Matteo Mandorlini

Personal information
- Date of birth: 22 October 1988 (age 37)
- Place of birth: Como, Italy
- Height: 1.81 m (5 ft 11 in)
- Position: Central midfielder

Youth career
- 0000–2007: Parma

Senior career*
- Years: Team / Apps / (Gls)
- 2006–2011: Parma / 1 / (0)
- 2007–2008: → Pavia (loan) / 33 / (0)
- 2008–2009: → Foligno (loan) / 33 / (1)
- 2009–2010: → Viareggio (loan) / 26 / (2)
- 2010–2011: → Piacenza (loan) / 15 / (0)
- 2011–2014: Brescia / 42 / (0)
- 2012–2013: → Spezia (loan) / 14 / (0)
- 2013: → Grosseto (loan) / 15 / (0)
- 2014–2015: Pisa / 28 / (1)
- 2015–2016: Pordenone / 28 / (3)
- 2016–2021: Padova / 96 / (7)
- 2021–2022: Seregno / 23 / (0)
- 2022–2023: Flaminia / 20 / (1)
- 2024–2026: Ravenna / 40 / (2)
- 2026-: Tre Fiori FC / 1 / (0)

International career^{‡}
- 2004: Italy U16 / 7 / (0)
- 2004–2005: Italy U17 / 7 / (2)
- 2006–2007: Italy U19 / 8 / (0)
- 2008–2009: Italy U20 "C" / 5 / (1)

= Matteo Mandorlini =

Italian footballer

Matteo Mandorlini (born 22 October 1988) is an Italian footballer who plays as midfielder for Tre Fiori FC.

He is the son of football coach Andrea Mandorlini, who also played as a footballer with Inter Milan in the 1980s. His brother Davide is also a footballer.

==Club career==
===Parma===
Matteo born Mandorlini in Como, Lombardy, when his father Andrea playing for Internazionale. He started his career with Emilia–Romagna side Parma. Mandorlini has made one Serie A appearance for Parma, that being Parma's 1–0 loss to S.S. Lazio on 14 May 2006 during the 2005–06 season. That match was the last round of the season and Mandorlini substituted Damiano Ferronetti in the 84th minute.

In July 2007, he was loaned to Pavia and sold to Foligno in co-ownership deal in August 2008. He started both legs of the relegation playoffs as a midfielder in 4321/433 formation.

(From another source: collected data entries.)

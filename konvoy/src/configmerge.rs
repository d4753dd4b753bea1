use konvoy_api as api;

use log;
use std::collections::BTreeMap;

/*
 * Computes the config an app should end up with, given what is live
 * (`existing`) and what the manifest asks for (`desired`):
 *
 *  - keys only in `desired` are added
 *  - keys in both with a different value take the desired value
 *  - keys in both with the same value are kept
 *  - keys only in `existing` are kept, or marked `None` when `prune` is set
 *
 * Returns `None` when nothing changes, so "no-op" is never confused with
 * an empty config.
 */
pub fn merge_config(existing: &BTreeMap<String, String>,
		    desired: &BTreeMap<String, String>,
		    prune: bool) -> Option<api::ConfigDelta> {
    let mut merged = api::ConfigDelta::new();
    let mut changed = false;

    for (key, value) in desired {
	if existing.get(key) != Some(value) {
	    changed = true;
	}
	merged.insert(key.clone(), Some(value.clone()));
    }

    for (key, value) in existing {
	if desired.contains_key(key) {
	    continue;
	}

	if prune {
	    merged.insert(key.clone(), None);
	    changed = true;
	} else {
	    log::warn!("Keeping config key {} which the manifest does not declare (prune to remove it)", key);
	    merged.insert(key.clone(), Some(value.clone()));
	}
    }

    if changed { Some(merged) } else { None }
}

/*
 * Which keys a merged config actually adds, updates or removes.
 */
pub fn config_changes(existing: &BTreeMap<String, String>, merged: &api::ConfigDelta) -> Vec<api::ConfigChange> {
    merged.iter()
	.filter_map(|(key, value)| match (existing.get(key), value) {
	    (None, Some(_)) => Some(api::ConfigChange::Added(key.clone())),
	    (Some(old), Some(new)) if old != new => Some(api::ConfigChange::Updated(key.clone())),
	    (Some(_), None) => Some(api::ConfigChange::Removed(key.clone())),
	    _ => None,
	})
	.collect()
}

/*
 * The config map to write once a delta is applied: delete markers dropped.
 */
pub fn resolved(delta: &api::ConfigDelta) -> BTreeMap<String, String> {
    delta.iter()
	.filter_map(|(key, value)| value.as_ref().map(|v| (key.clone(), v.clone())))
	.collect()
}
use image::{
    imageops::{self, FilterType},
    DynamicImage, GrayImage, Luma,
};

use crate::regions::Rect;

/// Tuning for the grayscale → upscale → sharpen pass run before OCR.
#[derive(Debug, Clone, Copy, PartialEq)]
pub struct PreprocessParams {
    pub scale: f32,
    pub sharpen_amount: f32,
    pub sharpen_sigma: f32,
    pub confidence_threshold: f32,
}

impl Default for PreprocessParams {
    fn default() -> Self {
        Self {
            scale: 2.0,
            sharpen_amount: 1.2,
            sharpen_sigma: 1.0,
            confidence_threshold: 0.3,
        }
    }
}

pub fn upscale_gray(img: &DynamicImage, scale: f32) -> GrayImage {
    let gray = img.to_luma8();
    if scale == 1.0 {
        return gray;
    }
    let (w, h) = gray.dimensions();
    let w = ((w as f32 * scale).round() as u32).max(1);
    let h = ((h as f32 * scale).round() as u32).max(1);
    imageops::resize(&gray, w, h, FilterType::CatmullRom)
}

/// `(1 + amount) * pixel - amount * blurred`, clamped to the u8 range.
pub fn unsharp_mask(img: &GrayImage, amount: f32, sigma: f32) -> GrayImage {
    let blurred = imageops::blur(img, sigma);
    GrayImage::from_fn(img.width(), img.height(), |x, y| {
        let p = img.get_pixel(x, y)[0] as f32;
        let b = blurred.get_pixel(x, y)[0] as f32;
        let v = (1.0 + amount) * p - amount * b;
        Luma([v.round().clamp(0.0, 255.0) as u8])
    })
}

pub fn sharpen_for_ocr(img: &DynamicImage, params: &PreprocessParams) -> GrayImage {
    unsharp_mask(
        &upscale_gray(img, params.scale),
        params.sharpen_amount,
        params.sharpen_sigma,
    )
}

/// Crops an already scaled rectangle, clamped to the image bounds.
pub fn crop_region(img: &GrayImage, rect: &Rect) -> GrayImage {
    let (w, h) = img.dimensions();
    let x0 = rect.x.min(w);
    let y0 = rect.y.min(h);
    let rw = rect.width.min(w - x0);
    let rh = rect.height.min(h - y0);
    imageops::crop_imm(img, x0, y0, rw, rh).to_image()
}

#[cfg(test)]
mod tests {
    use super::*;

    #[test]
    fn upscale_doubles_and_drops_color() {
        let img = DynamicImage::new_rgb8(10, 4);
        let out = upscale_gray(&img, 2.0);
        assert_eq!(out.dimensions(), (20, 8));
    }

    #[test]
    fn unsharp_leaves_flat_image_alone() {
        let img = GrayImage::from_pixel(8, 8, Luma([120]));
        let out = unsharp_mask(&img, 1.2, 1.0);
        assert!(out.pixels().all(|p| p[0] == 120));
    }

    #[test]
    fn unsharp_raises_edge_contrast() {
        let img = GrayImage::from_fn(16, 1, |x, _| if x < 8 { Luma([60]) } else { Luma([180]) });
        let out = unsharp_mask(&img, 1.2, 1.0);
        assert!(out.get_pixel(7, 0)[0] <= 60);
        assert!(out.get_pixel(8, 0)[0] >= 180);
    }

    #[test]
    fn crop_region_clamps() {
        let img = GrayImage::from_fn(100, 100, |x, y| Luma([(x + y) as u8]));
        let cropped = crop_region(&img, &Rect::from([90, 95, 50, 50]));
        assert_eq!(cropped.dimensions(), (10, 5));
        assert_eq!(cropped.get_pixel(0, 0)[0], 185);

        let outside = crop_region(&img, &Rect::from([200, 200, 10, 10]));
        assert_eq!(outside.dimensions(), (0, 0));
    }
}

In June 2009, Parma bought him back and loaned to Viareggio.

===Piacenza===
In 2010–11 season, he returned to Parma and awarded no.27 shirt, which he also own that number in 2005–06 season. But on 31 August he was loaned to Serie B club Piacenza. He started his first start of the 2010–11 Serie B season on 16 October 2010, as right midfielder (ahead Alessandro Marchi) in 4321/433 formation. The match Piacenza defeated Crotone 1–0. In the next match he moved to left midfielder ahead Tommaso Bianchi.

===Brescia===
In June 2011, the last few days of 2010–11 financial year, he moved to Brescia in co-ownership deal. Parma signed Cristian Pedrinelli in exchange also in co-ownership deal. Both players 50% registration rights were valued €1.5 million. Mandorlini played 22 times in 2011–12 Serie B. In June 2012 Mandorlini left for Serie B newcomer Spezia along with Parma team-mate Raffaele Schiavi. On 31 January 2013 he was signed by Grosseto. However Grosseto still relegated to Lega Pro Prima Divisione.

In June 2013 Parma gave up the remain 50% registration rights of Mandorlini to Brescia for free; Pedrinelli also moved to Parma outright for another €80,000.

===Pisa===
On 18 July 2014 he was signed by Serie C club Pisa.

===Pordenone===
On 22 August 2015 he was signed by Pordenone in a 2-year deal.

===Seregno===
On 2 September 2021, he joined Serie C club Seregno.

===Tre Fiori===
On 29 August 2026, Mandorlini signed for reigning Campionato Sammarinese di Calcio champions Tre Fiori FC on a free transfer.

==International career==
Mandorlini was a member of the Italy U17 squad at the 2005 FIFA U-17 World Championship. He was also capped for the Italy U19 team during the team's 2007 UEFA European Under-19 Football Championship elite qualification campaign, and wore the number nine shirt.

After the tournament he never received a call-up from neither the U20 nor the U21 team. Instead, he received a call-up from the C team: Italy under-20 Lega Pro representative team, played for the team at 2008–09 Mirop Cup, but sometimes as a defender.